It’s worth noting that since the LOK framework raised compliance costs, some newer and mid-tier crypto operators have migrated from Curaçao to cheaper jurisdictions like Anjouan or Tobique. The established crypto brands largely remain on Curaçao, but the landscape is shifting — a Curaçao licence is no longer the only offshore option for crypto-first operators.
For players who primarily use Bitcoin, Ethereum, or USDT, most available options will be Curaçao-licensed (or newly Anjouan-licensed). That’s not inherently dangerous, but it does mean relying on regulatory frameworks with less established player protections than MGA. See our USDT casino guide for practical considerations.
What Neither Licence Guarantees
Important to note: neither MGA nor Curaçao licensing guarantees that you’ll win disputes, that every operator will behave ethically, or that your experience will be problem-free. A licence is a regulatory framework, not an insurance policy. Specifically:
Neither guarantees a specific RTP. Both frameworks allow operators to choose from multiple RTP profiles offered by game providers. The same slot can run at 96% at one casino and 92% at another regardless of the licence. Always check the in-game paytable.

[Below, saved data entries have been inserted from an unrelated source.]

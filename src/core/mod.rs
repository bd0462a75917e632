//! Core infrastructure shared across the crate

pub mod sync;
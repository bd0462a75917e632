//! Synchronization utilities for robust mutex handling
//!
//! The dispatcher guards every worker shard with a `std::sync::Mutex`, and a
//! panic on any thread holding such a lock poisons it. This module converts
//! poison errors into application-specific errors so callers see a normal
//! `Err` instead of a panic.

use std::sync::LockResult;

/// Handle poisoned lock results with consistent error handling
///
/// Converts a mutex poison error into an application-specific error using the
/// provided error constructor. The function is generic over the lock result
/// payload, so it applies both to `Mutex::lock` and to the guard handed back
/// by `Condvar::wait`, which can equally report poisoning on reacquisition.
///
/// # Arguments
/// * `result` - The result from a lock or condvar-wait operation
/// * `error_constructor` - Function to create the appropriate error type
///
/// # Returns
/// The guard on success, or an application error on poison
///
/// # Examples
/// ```
/// use std::sync::Mutex;
/// use switchq::core::sync::handle_mutex_poison;
/// use switchq::dispatch::DispatchError;
///
/// let mutex = Mutex::new(42);
/// let guard = handle_mutex_poison(
///     mutex.lock(),
///     |message| DispatchError::Internal { message }
/// ).unwrap();
/// assert_eq!(*guard, 42);
/// ```
pub fn handle_mutex_poison<T, E>(
    result: LockResult<T>,
    error_constructor: impl FnOnce(String) -> E,
) -> Result<T, E> {
    result.map_err(|poison_err| {
        error_constructor(format!(
            "Internal synchronisation error (mutex poisoned). This indicates a panic occurred while holding a lock. PoisonError: {:?}",
            poison_err
        ))
    })
}
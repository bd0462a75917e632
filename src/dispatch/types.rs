//! Type definitions for the dispatcher
//!
//! This module contains the identifier aliases and the plain data structures
//! returned by the dequeue path and the observability queries.

/// Identifier of a logical output port
pub type PortId = usize;

/// Identifier of a consumer worker, always in `[0, worker_count)`
pub type WorkerId = usize;

/// Index of a priority level within a port, always in `[0, priority_levels)`
pub type PriorityId = usize;

/// A single item delivered by a dequeue call
///
/// Carries the originating port and the priority queue that was served
/// alongside the item itself. Callers that only care about the item or the
/// port can simply ignore the other fields.
#[derive(Debug, Clone, PartialEq, Eq)]
pub struct Dequeued<T> {
    /// Port the item was enqueued to
    pub port: PortId,
    /// Priority queue the item was taken from
    pub priority: PriorityId,
    /// The item itself
    pub item: T,
}

/// Occupancy snapshot for a single registered port
#[derive(Debug, Clone, PartialEq, Eq)]
pub struct PortStats {
    /// Total buffered items across all priority queues of the port
    pub occupancy: usize,
    /// Buffered items per priority queue, indexed by priority id
    pub queue_occupancies: Vec<usize>,
    /// Configured capacity per priority queue, indexed by priority id
    pub queue_capacities: Vec<usize>,
    /// Priority queue currently served first
    pub highest_priority: PriorityId,
}
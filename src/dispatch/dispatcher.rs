//! Dispatcher - central enqueue/dequeue engine
//!
//! The Dispatcher owns one worker record per consumer context and routes
//! every operation to the worker its port maps to. Ports belonging to
//! different workers never contend; everything touching the same worker
//! serializes on that worker's mutex.

use crate::core::sync::handle_mutex_poison;
use crate::dispatch::error::{DispatchError, DispatchResult};
use crate::dispatch::types::{Dequeued, PortId, PortStats, PriorityId, WorkerId};
use crate::dispatch::worker::{Worker, WorkerShard};
use std::sync::MutexGuard;

/// Number of priority levels per port when none is specified
pub const DEFAULT_PRIORITY_LEVELS: usize = 2;

/// Concurrent multi-port, multi-priority work-item dispatcher
///
/// Producers enqueue items tagged with a port and a priority level; consumer
/// workers dequeue them, each serving the disjoint subset of ports the
/// caller-supplied mapping assigns to it. Within a worker, ports are served
/// round-robin; within a port, priority queues are served in a strict,
/// rotatable order; within a queue, items are strictly FIFO.
///
/// # Thread Safety
///
/// The Dispatcher is fully thread-safe and is meant to be shared across
/// threads with `Arc<Dispatcher<..>>`. Synchronization is one mutex plus one
/// condvar per worker, so operations on ports mapped to different workers
/// proceed in parallel. Only `dequeue` blocks, and only while its worker has
/// nothing buffered; `enqueue` never blocks and reports backpressure as a
/// plain `Ok(false)`.
///
/// # Mapping contract
///
/// `map_to_worker` is invoked on every call that names a port. It must be
/// deterministic and return values in `[0, worker_count)`; the dispatcher
/// bounds-checks the result and surfaces `WorkerOutOfRange` when it is
/// invalid, but cannot detect a mapping that changes its answer for a port
/// that is already registered.
///
/// # Example
///
/// ```rust
/// use switchq::dispatch::Dispatcher;
///
/// # fn main() -> switchq::dispatch::DispatchResult<()> {
/// let dispatcher = Dispatcher::new(2, 64, |port| port % 2)?;
///
/// // Producer side: port 7 maps to worker 1
/// assert!(dispatcher.enqueue(7, 0, "payload")?);
///
/// // Consumer side: blocks until something is buffered for worker 1
/// let delivered = dispatcher.dequeue(1)?;
/// assert_eq!(delivered.port, 7);
/// assert_eq!(delivered.priority, 0);
/// assert_eq!(delivered.item, "payload");
/// # Ok(())
/// # }
/// ```
pub struct Dispatcher<T, M> {
    workers: Vec<Worker<T>>,
    default_capacity: usize,
    priority_levels: usize,
    map_to_worker: M,
}

impl<T, M> Dispatcher<T, M>
where
    M: Fn(PortId) -> WorkerId,
{
    /// Create a dispatcher with the default number of priority levels
    ///
    /// `worker_count` fixes the worker pool for the dispatcher's lifetime and
    /// `default_capacity` is the initial capacity of every priority queue
    /// (`0` is legal and means "always reject"). `map_to_worker` assigns each
    /// port to a worker; see the type-level docs for its contract.
    pub fn new(
        worker_count: usize,
        default_capacity: usize,
        map_to_worker: M,
    ) -> DispatchResult<Self> {
        Self::with_priorities(
            worker_count,
            default_capacity,
            map_to_worker,
            DEFAULT_PRIORITY_LEVELS,
        )
    }

    /// Create a dispatcher with an explicit number of priority levels per port
    pub fn with_priorities(
        worker_count: usize,
        default_capacity: usize,
        map_to_worker: M,
        priority_levels: usize,
    ) -> DispatchResult<Self> {
        if worker_count == 0 {
            return Err(DispatchError::Configuration {
                message: "worker count must be at least 1".to_string(),
            });
        }
        if priority_levels == 0 {
            return Err(DispatchError::Configuration {
                message: "priority level count must be at least 1".to_string(),
            });
        }

        let mut workers = Vec::with_capacity(worker_count);
        workers.resize_with(worker_count, Worker::new);

        log::debug!(
            "Dispatcher created: {} workers, {} priority levels, default capacity {}",
            worker_count,
            priority_levels,
            default_capacity
        );

        Ok(Self {
            workers,
            default_capacity,
            priority_levels,
            map_to_worker,
        })
    }

    /// Number of workers fixed at construction
    pub fn worker_count(&self) -> usize {
        self.workers.len()
    }

    /// Number of priority levels per port fixed at construction
    pub fn priority_levels(&self) -> usize {
        self.priority_levels
    }

    /// Enqueue an item into a specific priority queue of a port
    ///
    /// Registers the port on first use. Returns `Ok(true)` if the item was
    /// accepted, or `Ok(false)` if the target queue is at capacity - the
    /// rejected item is dropped, so callers that want to retry should keep
    /// their own copy. Rejection is backpressure, not an error; it is
    /// expected and frequent under load.
    ///
    /// # Errors
    ///
    /// `PriorityOutOfRange` if `priority` is not a valid level, or
    /// `WorkerOutOfRange` if the mapping returns an invalid worker id. In
    /// both cases nothing is registered or modified.
    pub fn enqueue(&self, port: PortId, priority: PriorityId, item: T) -> DispatchResult<bool> {
        self.check_priority(priority)?;
        let worker = self.worker_for(port)?;
        let mut shard = self.lock_shard(worker)?;

        shard.ensure_port(port, self.priority_levels, self.default_capacity);
        let accepted = shard.push_to(port, priority, item);
        if accepted {
            worker.ready.notify_one();
        } else {
            log::trace!(
                "Enqueue rejected: port {} priority {} at capacity",
                port,
                priority
            );
        }
        Ok(accepted)
    }

    /// Enqueue into priority queue 0 of the port
    ///
    /// Queue 0 is the default destination regardless of any rotation applied
    /// with [`rotate_priority`](Self::rotate_priority).
    pub fn enqueue_default(&self, port: PortId, item: T) -> DispatchResult<bool> {
        self.enqueue(port, 0, item)
    }

    /// Remove and return the next item for a worker, blocking while none is
    /// buffered
    ///
    /// Ports assigned to the worker are visited round-robin starting at a
    /// cursor persisted across calls; the cursor advances one position per
    /// visited port, so a call that skips empty ports resumes exactly where
    /// the scan ended. At the first port with anything buffered, priority
    /// queues are scanned from the port's current highest-priority offset
    /// and the oldest item of the first non-empty queue is taken. Exactly
    /// one port is serviced per call.
    ///
    /// Safe under multiple concurrent dequeuers for the same worker; the
    /// worker mutex serializes them and each successful enqueue wakes at
    /// most one.
    ///
    /// # Errors
    ///
    /// `WorkerOutOfRange` if `worker_id` is not in `[0, worker_count)`.
    pub fn dequeue(&self, worker_id: WorkerId) -> DispatchResult<Dequeued<T>> {
        let worker = self
            .workers
            .get(worker_id)
            .ok_or(DispatchError::WorkerOutOfRange {
                worker_id,
                worker_count: self.workers.len(),
            })?;

        let mut shard = self.lock_shard(worker)?;
        // Re-check after every wake: condvar waits can wake spuriously, and
        // another dequeuer may have drained the shard first.
        while shard.occupancy() == 0 {
            shard = handle_mutex_poison(worker.ready.wait(shard), |message| {
                DispatchError::Internal { message }
            })?;
        }

        let visits = shard.port_count();
        for _ in 0..visits {
            let port = shard.advance_cursor();
            if shard.port_occupancy(port) == 0 {
                continue;
            }
            if let Some((priority, item)) = shard.pop_from(port) {
                return Ok(Dequeued {
                    port,
                    priority,
                    item,
                });
            }
            break;
        }

        // Unreachable while the occupancy invariants hold: a non-zero shard
        // occupancy guarantees some port has a non-empty queue.
        Err(DispatchError::Internal {
            message: "worker occupancy out of sync with port queues".to_string(),
        })
    }

    /// Set the capacity of every priority queue of a port
    ///
    /// Registers the port if it is unknown. Shrinking a capacity below the
    /// current occupancy never evicts buffered items; it only rejects future
    /// enqueues until the queue drains below the new limit.
    pub fn set_port_capacity(&self, port: PortId, capacity: usize) -> DispatchResult<()> {
        let worker = self.worker_for(port)?;
        let mut shard = self.lock_shard(worker)?;
        shard
            .ensure_port(port, self.priority_levels, self.default_capacity)
            .set_all_capacities(capacity);
        Ok(())
    }

    /// Set the capacity of one priority queue of a port
    ///
    /// Registers the port if it is unknown. Fails with `PriorityOutOfRange`
    /// before registering anything if the priority is invalid.
    pub fn set_queue_capacity(
        &self,
        port: PortId,
        priority: PriorityId,
        capacity: usize,
    ) -> DispatchResult<()> {
        self.check_priority(priority)?;
        let worker = self.worker_for(port)?;
        let mut shard = self.lock_shard(worker)?;
        shard
            .ensure_port(port, self.priority_levels, self.default_capacity)
            .set_capacity(priority, capacity);
        Ok(())
    }

    /// Set the priority queue served first for a port
    ///
    /// With the offset set to `i`, queue `i` is served first, `i + 1` second,
    /// and `i - 1` last (mod the level count). An out-of-range priority is
    /// silently ignored: nothing is registered or modified and the call
    /// succeeds, matching the behaviour integrations already rely on.
    pub fn rotate_priority(&self, port: PortId, priority: PriorityId) -> DispatchResult<()> {
        if priority >= self.priority_levels {
            return Ok(());
        }
        let worker = self.worker_for(port)?;
        let mut shard = self.lock_shard(worker)?;
        shard
            .ensure_port(port, self.priority_levels, self.default_capacity)
            .rotate(priority);
        log::trace!("Port {} highest priority rotated to {}", port, priority);
        Ok(())
    }

    /// Priority queue currently served first for a port
    ///
    /// Read-only: an unknown port yields 0 without being registered.
    pub fn highest_priority(&self, port: PortId) -> DispatchResult<PriorityId> {
        let worker = self.worker_for(port)?;
        let shard = self.lock_shard(worker)?;
        Ok(shard.port(port).map_or(0, |state| state.highest_priority()))
    }

    /// Total buffered items across all priority queues of a port
    ///
    /// Read-only: an unknown port yields 0 without being registered.
    pub fn port_size(&self, port: PortId) -> DispatchResult<usize> {
        let worker = self.worker_for(port)?;
        let shard = self.lock_shard(worker)?;
        Ok(shard.port_occupancy(port))
    }

    /// Buffered items in one priority queue of a port
    ///
    /// Read-only and non-registering. An unknown port yields 0 whatever the
    /// priority; a known port with an invalid priority is an error.
    pub fn queue_size(&self, port: PortId, priority: PriorityId) -> DispatchResult<usize> {
        let worker = self.worker_for(port)?;
        let shard = self.lock_shard(worker)?;
        match shard.port(port) {
            None => Ok(0),
            Some(state) => {
                state
                    .queue_len(priority)
                    .ok_or(DispatchError::PriorityOutOfRange {
                        priority,
                        levels: self.priority_levels,
                    })
            }
        }
    }

    /// Total buffered items across all ports of a worker
    pub fn worker_size(&self, worker_id: WorkerId) -> DispatchResult<usize> {
        let worker = self
            .workers
            .get(worker_id)
            .ok_or(DispatchError::WorkerOutOfRange {
                worker_id,
                worker_count: self.workers.len(),
            })?;
        let shard = self.lock_shard(worker)?;
        Ok(shard.occupancy())
    }

    /// Occupancy and capacity snapshot for a port
    ///
    /// Read-only: `None` for an unknown port, which stays unregistered.
    pub fn port_stats(&self, port: PortId) -> DispatchResult<Option<PortStats>> {
        let worker = self.worker_for(port)?;
        let shard = self.lock_shard(worker)?;
        Ok(shard.port(port).map(|state| state.stats()))
    }

    /// Set the capacity of all priority queues for all ports
    #[deprecated(note = "has no effect; use set_port_capacity or set_queue_capacity per port")]
    pub fn set_capacity_for_all(&self, _capacity: usize) {
        // Retained as a no-op for integrations that still call it.
    }

    fn check_priority(&self, priority: PriorityId) -> DispatchResult<()> {
        if priority >= self.priority_levels {
            return Err(DispatchError::PriorityOutOfRange {
                priority,
                levels: self.priority_levels,
            });
        }
        Ok(())
    }

    /// Resolve a port to its worker, bounds-checking the mapping's answer
    fn worker_for(&self, port: PortId) -> DispatchResult<&Worker<T>> {
        let worker_id = (self.map_to_worker)(port);
        self.workers
            .get(worker_id)
            .ok_or(DispatchError::WorkerOutOfRange {
                worker_id,
                worker_count: self.workers.len(),
            })
    }

    fn lock_shard<'a>(
        &self,
        worker: &'a Worker<T>,
    ) -> DispatchResult<MutexGuard<'a, WorkerShard<T>>> {
        handle_mutex_poison(worker.shard.lock(), |message| DispatchError::Internal {
            message,
        })
    }
}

Neither prevents slow withdrawals. Processing times depend on the operator’s internal policies, payment provider relationships, and compliance procedures — not on which regulator issued the licence. Our withdrawal delays guide covers the real causes.
Neither centralizes self-exclusion. Unlike the UK’s GAMSTOP system, neither Malta nor Curaçao operates a centralized register that blocks you from all licensed operators. Self-exclusion applies only at the operator level (and its sister brands under the same company).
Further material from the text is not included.